*** Opening Entries shown ***

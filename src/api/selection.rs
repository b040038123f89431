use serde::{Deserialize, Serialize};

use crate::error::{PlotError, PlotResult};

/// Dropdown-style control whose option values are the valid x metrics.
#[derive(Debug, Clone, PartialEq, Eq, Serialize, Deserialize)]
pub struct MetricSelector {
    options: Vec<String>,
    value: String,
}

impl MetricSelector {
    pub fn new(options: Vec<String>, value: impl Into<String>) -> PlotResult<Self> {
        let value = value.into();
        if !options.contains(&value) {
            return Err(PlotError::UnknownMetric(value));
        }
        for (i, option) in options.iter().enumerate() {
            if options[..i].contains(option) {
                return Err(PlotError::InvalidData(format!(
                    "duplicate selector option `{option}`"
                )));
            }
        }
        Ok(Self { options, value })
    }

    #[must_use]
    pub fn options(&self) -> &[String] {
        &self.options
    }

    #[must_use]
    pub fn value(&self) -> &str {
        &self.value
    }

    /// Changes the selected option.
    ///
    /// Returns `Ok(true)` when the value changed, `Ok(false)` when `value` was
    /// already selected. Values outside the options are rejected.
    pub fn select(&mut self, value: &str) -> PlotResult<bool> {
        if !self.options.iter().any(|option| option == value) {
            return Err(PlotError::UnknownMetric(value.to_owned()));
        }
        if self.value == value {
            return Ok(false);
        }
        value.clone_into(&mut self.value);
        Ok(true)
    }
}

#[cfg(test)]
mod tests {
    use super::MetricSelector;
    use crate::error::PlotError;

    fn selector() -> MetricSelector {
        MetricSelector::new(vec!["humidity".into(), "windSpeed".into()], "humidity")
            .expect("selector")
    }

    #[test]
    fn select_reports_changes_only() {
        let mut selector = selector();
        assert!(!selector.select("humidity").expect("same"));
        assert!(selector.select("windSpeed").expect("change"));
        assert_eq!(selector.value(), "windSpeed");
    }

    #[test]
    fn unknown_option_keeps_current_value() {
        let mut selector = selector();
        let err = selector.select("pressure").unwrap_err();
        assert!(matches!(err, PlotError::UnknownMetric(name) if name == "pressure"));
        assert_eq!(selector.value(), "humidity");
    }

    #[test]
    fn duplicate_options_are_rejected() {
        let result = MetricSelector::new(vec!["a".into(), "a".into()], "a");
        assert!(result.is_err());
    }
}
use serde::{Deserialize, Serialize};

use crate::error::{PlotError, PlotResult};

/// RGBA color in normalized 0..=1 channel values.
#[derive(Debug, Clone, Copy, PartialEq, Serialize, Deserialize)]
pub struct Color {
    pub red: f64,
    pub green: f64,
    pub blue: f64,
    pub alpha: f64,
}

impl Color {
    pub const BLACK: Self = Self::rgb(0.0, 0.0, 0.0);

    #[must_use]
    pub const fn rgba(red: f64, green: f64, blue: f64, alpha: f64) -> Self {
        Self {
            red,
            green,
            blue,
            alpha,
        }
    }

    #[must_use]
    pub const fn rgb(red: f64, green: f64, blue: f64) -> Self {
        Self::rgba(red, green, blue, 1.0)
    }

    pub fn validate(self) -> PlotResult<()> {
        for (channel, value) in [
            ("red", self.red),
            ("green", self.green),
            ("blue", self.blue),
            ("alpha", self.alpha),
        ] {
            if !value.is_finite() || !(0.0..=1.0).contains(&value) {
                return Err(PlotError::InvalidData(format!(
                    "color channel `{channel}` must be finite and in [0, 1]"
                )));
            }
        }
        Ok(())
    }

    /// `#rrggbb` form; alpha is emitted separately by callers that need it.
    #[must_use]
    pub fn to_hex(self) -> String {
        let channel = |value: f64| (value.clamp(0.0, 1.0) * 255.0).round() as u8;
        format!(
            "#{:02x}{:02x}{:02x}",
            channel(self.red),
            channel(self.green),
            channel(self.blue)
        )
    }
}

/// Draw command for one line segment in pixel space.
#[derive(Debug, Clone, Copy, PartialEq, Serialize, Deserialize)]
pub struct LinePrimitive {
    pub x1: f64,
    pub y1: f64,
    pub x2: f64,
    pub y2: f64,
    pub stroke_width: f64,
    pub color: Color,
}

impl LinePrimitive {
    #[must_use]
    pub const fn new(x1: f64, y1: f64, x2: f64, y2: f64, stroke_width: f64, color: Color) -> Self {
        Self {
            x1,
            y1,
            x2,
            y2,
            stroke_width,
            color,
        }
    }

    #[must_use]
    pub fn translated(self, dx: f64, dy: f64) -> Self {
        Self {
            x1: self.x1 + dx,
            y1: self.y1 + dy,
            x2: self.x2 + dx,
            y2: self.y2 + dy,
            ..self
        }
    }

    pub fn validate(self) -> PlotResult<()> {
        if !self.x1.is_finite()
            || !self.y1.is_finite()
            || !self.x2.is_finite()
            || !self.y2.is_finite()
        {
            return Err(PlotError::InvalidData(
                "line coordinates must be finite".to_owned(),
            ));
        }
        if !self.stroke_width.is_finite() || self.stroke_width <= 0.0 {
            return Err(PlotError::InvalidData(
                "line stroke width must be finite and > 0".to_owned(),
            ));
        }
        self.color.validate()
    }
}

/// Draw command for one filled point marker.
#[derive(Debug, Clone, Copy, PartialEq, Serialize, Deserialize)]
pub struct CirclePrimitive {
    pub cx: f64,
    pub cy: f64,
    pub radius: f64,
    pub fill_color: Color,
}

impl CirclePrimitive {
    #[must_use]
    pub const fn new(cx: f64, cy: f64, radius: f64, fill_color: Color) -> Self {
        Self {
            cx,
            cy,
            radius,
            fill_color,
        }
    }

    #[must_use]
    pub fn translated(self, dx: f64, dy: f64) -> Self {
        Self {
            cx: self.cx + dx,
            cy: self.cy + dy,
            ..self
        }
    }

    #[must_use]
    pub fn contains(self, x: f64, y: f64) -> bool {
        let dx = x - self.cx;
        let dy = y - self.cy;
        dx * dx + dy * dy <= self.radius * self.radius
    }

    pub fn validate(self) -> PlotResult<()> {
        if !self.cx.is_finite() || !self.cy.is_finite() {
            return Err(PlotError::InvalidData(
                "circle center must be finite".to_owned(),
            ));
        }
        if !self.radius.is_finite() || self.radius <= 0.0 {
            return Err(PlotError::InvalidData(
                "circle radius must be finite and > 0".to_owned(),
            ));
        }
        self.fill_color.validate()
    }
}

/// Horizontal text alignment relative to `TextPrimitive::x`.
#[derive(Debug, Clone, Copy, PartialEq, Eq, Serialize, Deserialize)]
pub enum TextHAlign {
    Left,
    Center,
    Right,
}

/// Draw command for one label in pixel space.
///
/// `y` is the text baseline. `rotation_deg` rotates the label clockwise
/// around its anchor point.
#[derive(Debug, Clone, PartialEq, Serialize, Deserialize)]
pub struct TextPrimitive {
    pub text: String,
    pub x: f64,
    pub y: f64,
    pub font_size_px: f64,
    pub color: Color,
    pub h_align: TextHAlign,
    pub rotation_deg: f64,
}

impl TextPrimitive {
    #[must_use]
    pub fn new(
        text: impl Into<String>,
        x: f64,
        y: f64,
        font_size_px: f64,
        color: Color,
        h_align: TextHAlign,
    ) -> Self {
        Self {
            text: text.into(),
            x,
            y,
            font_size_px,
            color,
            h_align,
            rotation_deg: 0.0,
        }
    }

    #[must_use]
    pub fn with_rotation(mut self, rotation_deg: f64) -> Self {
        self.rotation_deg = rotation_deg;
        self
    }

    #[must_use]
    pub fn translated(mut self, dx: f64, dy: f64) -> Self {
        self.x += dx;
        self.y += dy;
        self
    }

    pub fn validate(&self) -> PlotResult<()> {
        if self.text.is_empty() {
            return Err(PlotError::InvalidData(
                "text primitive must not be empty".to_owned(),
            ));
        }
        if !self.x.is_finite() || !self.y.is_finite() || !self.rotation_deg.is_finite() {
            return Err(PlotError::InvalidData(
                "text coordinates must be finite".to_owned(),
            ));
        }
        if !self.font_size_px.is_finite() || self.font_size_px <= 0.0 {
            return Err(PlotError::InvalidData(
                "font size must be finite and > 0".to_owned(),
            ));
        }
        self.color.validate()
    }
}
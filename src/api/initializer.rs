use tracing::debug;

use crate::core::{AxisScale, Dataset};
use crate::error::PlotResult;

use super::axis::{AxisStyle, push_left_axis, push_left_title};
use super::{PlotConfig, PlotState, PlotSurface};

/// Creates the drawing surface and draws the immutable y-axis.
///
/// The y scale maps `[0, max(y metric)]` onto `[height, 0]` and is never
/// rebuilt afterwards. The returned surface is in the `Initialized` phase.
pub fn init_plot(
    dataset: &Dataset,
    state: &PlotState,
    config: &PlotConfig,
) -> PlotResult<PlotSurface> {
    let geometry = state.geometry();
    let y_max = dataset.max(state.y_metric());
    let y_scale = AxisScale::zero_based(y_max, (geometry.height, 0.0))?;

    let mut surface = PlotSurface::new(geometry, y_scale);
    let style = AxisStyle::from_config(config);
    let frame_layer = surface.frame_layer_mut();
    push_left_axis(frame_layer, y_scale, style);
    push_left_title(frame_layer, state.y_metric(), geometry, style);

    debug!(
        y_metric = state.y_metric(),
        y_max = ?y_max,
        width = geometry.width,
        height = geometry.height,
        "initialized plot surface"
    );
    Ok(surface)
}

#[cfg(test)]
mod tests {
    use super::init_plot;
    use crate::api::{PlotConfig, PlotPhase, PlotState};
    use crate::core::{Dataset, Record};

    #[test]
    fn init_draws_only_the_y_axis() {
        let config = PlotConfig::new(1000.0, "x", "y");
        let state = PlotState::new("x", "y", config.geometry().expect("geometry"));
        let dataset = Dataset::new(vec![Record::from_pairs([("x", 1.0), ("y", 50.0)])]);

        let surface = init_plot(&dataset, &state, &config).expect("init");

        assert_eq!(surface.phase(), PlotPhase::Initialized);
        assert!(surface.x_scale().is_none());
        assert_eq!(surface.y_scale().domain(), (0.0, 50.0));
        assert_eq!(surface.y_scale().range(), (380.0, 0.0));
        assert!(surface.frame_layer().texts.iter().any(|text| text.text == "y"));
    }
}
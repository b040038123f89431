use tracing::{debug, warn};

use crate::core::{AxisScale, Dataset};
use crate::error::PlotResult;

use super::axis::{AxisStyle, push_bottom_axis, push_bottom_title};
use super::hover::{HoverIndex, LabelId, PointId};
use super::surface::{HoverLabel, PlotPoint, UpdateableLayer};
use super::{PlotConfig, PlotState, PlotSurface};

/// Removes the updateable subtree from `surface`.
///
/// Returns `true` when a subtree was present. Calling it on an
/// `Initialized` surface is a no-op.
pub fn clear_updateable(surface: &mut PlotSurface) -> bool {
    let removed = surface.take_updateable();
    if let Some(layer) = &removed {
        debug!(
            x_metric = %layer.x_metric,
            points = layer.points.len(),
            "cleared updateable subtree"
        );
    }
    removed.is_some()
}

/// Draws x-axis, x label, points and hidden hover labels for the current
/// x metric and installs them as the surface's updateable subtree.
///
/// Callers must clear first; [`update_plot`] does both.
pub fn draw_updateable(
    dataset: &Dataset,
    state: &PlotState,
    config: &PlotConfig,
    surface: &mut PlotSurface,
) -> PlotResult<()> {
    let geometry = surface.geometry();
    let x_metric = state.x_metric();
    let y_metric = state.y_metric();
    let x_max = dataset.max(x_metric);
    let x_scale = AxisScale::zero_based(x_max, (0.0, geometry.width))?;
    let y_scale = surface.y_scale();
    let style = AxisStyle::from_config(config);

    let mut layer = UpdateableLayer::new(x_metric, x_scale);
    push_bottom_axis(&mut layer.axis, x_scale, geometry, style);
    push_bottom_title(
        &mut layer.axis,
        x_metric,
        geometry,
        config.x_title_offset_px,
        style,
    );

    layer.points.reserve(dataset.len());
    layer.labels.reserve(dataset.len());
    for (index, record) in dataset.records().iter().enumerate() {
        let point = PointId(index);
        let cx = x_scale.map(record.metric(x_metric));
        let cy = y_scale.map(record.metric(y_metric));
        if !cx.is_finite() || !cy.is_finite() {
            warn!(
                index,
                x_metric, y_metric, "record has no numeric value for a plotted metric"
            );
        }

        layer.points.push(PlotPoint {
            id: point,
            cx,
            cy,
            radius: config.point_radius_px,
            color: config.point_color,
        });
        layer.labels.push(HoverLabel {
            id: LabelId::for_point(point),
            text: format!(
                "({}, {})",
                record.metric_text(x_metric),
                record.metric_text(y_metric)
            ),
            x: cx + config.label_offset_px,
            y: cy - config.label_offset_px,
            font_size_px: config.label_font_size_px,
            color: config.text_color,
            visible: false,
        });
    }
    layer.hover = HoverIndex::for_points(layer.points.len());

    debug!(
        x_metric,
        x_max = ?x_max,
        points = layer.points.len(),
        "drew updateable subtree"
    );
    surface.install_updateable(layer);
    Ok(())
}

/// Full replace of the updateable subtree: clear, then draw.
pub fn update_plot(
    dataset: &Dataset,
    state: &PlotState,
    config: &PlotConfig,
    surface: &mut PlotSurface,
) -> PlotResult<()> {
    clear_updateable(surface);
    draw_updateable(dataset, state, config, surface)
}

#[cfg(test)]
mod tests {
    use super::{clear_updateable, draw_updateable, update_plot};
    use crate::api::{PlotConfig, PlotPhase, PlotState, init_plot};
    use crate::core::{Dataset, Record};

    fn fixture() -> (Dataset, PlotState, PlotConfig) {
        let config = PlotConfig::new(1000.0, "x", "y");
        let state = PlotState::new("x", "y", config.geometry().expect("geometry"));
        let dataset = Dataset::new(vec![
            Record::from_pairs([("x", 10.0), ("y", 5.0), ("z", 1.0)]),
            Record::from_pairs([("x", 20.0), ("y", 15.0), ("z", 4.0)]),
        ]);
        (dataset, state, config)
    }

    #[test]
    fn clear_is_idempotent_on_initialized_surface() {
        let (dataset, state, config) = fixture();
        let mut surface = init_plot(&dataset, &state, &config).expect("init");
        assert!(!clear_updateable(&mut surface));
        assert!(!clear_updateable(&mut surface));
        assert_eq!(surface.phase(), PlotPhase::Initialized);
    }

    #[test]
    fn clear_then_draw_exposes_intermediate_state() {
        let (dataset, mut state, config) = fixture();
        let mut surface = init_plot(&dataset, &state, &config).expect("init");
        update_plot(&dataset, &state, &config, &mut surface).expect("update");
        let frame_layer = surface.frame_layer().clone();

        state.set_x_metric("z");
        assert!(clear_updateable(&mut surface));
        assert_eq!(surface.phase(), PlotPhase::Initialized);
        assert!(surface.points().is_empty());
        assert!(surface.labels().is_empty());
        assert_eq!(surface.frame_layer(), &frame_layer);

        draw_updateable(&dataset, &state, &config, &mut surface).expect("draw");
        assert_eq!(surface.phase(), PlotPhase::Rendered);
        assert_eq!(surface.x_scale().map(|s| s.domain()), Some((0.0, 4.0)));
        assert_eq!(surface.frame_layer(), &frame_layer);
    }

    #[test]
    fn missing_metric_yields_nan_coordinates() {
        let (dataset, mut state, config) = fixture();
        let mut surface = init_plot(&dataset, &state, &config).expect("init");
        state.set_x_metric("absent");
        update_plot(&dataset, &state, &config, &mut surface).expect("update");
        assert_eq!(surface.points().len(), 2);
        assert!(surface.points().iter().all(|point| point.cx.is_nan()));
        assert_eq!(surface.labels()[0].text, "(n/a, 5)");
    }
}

*** Closing Entries shown ***

» Assignment
Some lines in the material contain "space". Show all of them.

» Solution to this exercise
/// Draw command for one line segment in pixel space.
/// Draw command for one label in pixel space.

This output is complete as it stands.